[[ Listed entries, beginning ]]

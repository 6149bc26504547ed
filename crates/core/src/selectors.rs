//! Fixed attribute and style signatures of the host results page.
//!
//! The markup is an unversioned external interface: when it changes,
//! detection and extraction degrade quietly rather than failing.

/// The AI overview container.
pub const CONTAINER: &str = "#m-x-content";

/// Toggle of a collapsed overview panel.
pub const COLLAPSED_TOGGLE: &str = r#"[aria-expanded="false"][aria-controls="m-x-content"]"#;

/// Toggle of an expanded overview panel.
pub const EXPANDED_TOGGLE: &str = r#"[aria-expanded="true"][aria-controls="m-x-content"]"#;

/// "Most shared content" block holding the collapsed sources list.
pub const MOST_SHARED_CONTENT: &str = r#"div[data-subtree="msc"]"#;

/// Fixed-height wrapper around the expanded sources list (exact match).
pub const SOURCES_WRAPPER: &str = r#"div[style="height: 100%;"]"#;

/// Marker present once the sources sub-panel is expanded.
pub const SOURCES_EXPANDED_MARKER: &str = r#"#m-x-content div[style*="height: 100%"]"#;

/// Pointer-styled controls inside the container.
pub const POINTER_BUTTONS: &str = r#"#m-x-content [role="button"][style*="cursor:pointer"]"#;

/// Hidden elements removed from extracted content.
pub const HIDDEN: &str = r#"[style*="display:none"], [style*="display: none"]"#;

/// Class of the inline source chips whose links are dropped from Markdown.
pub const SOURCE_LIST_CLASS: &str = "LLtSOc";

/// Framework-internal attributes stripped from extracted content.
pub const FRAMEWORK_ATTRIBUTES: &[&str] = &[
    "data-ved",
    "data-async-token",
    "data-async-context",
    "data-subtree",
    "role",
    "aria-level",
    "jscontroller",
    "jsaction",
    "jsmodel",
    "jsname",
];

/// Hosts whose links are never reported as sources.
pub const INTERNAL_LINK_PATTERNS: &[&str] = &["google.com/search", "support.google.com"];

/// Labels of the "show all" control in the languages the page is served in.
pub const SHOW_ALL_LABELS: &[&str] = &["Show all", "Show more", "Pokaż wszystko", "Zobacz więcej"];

[[ Listed entries, end ]]
[[ Listed entries, beginning ]]

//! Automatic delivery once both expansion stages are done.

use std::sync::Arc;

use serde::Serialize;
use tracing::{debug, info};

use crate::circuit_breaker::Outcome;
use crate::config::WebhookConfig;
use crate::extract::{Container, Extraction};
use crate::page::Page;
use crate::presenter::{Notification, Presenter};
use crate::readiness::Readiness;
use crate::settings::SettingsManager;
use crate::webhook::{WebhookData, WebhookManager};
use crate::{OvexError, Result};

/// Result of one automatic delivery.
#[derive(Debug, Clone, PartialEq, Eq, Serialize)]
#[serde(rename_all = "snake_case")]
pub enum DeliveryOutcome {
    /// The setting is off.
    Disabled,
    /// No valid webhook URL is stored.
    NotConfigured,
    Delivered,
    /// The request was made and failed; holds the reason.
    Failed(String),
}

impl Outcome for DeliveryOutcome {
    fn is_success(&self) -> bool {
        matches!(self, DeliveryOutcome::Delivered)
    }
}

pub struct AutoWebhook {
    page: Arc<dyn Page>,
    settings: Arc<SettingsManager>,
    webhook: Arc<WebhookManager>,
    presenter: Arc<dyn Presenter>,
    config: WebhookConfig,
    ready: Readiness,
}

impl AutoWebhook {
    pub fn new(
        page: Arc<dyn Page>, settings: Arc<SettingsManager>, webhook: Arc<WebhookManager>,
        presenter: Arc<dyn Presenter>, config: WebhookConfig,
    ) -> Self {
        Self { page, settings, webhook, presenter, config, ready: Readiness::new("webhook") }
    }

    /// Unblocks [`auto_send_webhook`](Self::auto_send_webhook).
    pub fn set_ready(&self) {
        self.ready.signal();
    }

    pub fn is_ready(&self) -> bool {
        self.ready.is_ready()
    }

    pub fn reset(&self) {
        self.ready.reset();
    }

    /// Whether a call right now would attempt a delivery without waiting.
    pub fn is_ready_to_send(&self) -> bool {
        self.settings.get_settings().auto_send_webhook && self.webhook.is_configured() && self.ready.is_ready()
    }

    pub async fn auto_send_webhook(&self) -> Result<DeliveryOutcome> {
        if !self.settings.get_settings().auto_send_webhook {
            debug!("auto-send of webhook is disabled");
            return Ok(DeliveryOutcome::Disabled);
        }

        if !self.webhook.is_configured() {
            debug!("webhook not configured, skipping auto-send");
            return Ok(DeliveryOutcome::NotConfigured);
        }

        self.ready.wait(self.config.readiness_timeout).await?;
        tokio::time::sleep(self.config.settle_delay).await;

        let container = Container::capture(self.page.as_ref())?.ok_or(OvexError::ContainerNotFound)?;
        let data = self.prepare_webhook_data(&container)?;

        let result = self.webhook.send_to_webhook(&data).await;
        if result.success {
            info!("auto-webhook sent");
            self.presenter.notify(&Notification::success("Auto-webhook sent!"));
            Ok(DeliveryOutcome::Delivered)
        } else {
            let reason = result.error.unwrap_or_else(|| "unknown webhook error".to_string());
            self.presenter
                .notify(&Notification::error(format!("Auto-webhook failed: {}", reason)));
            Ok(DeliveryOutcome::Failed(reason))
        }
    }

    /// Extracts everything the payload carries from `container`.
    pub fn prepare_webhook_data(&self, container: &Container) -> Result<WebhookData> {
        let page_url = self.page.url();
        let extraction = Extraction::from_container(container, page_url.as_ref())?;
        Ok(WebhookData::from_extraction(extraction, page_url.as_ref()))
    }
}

[[ Listed entries, end ]]

■ **Try it**
Please reproduce the lines from the line with "repository 6149bc26504547ed" to the line with "pub const SOURCES_EXPANDED_MARKER: &str", both ends included, exactly as they appear above.

■ **Output below**
repository 6149bc26504547ed
filename crates/core/src/selectors.rs
//! Fixed attribute and style signatures of the host results page.
//!
//! The markup is an unversioned external interface: when it changes,
//! detection and extraction degrade quietly rather than failing.

/// The AI overview container.
pub const CONTAINER: &str = "#m-x-content";

/// Toggle of a collapsed overview panel.
pub const COLLAPSED_TOGGLE: &str = r#"[aria-expanded="false"][aria-controls="m-x-content"]"#;

/// Toggle of an expanded overview panel.
pub const EXPANDED_TOGGLE: &str = r#"[aria-expanded="true"][aria-controls="m-x-content"]"#;

/// "Most shared content" block holding the collapsed sources list.
pub const MOST_SHARED_CONTENT: &str = r#"div[data-subtree="msc"]"#;

/// Fixed-height wrapper around the expanded sources list (exact match).
pub const SOURCES_WRAPPER: &str = r#"div[style="height: 100%;"]"#;

/// Marker present once the sources sub-panel is expanded.
pub const SOURCES_EXPANDED_MARKER: &str = r#"#m-x-content div[style*="height: 100%"]"#;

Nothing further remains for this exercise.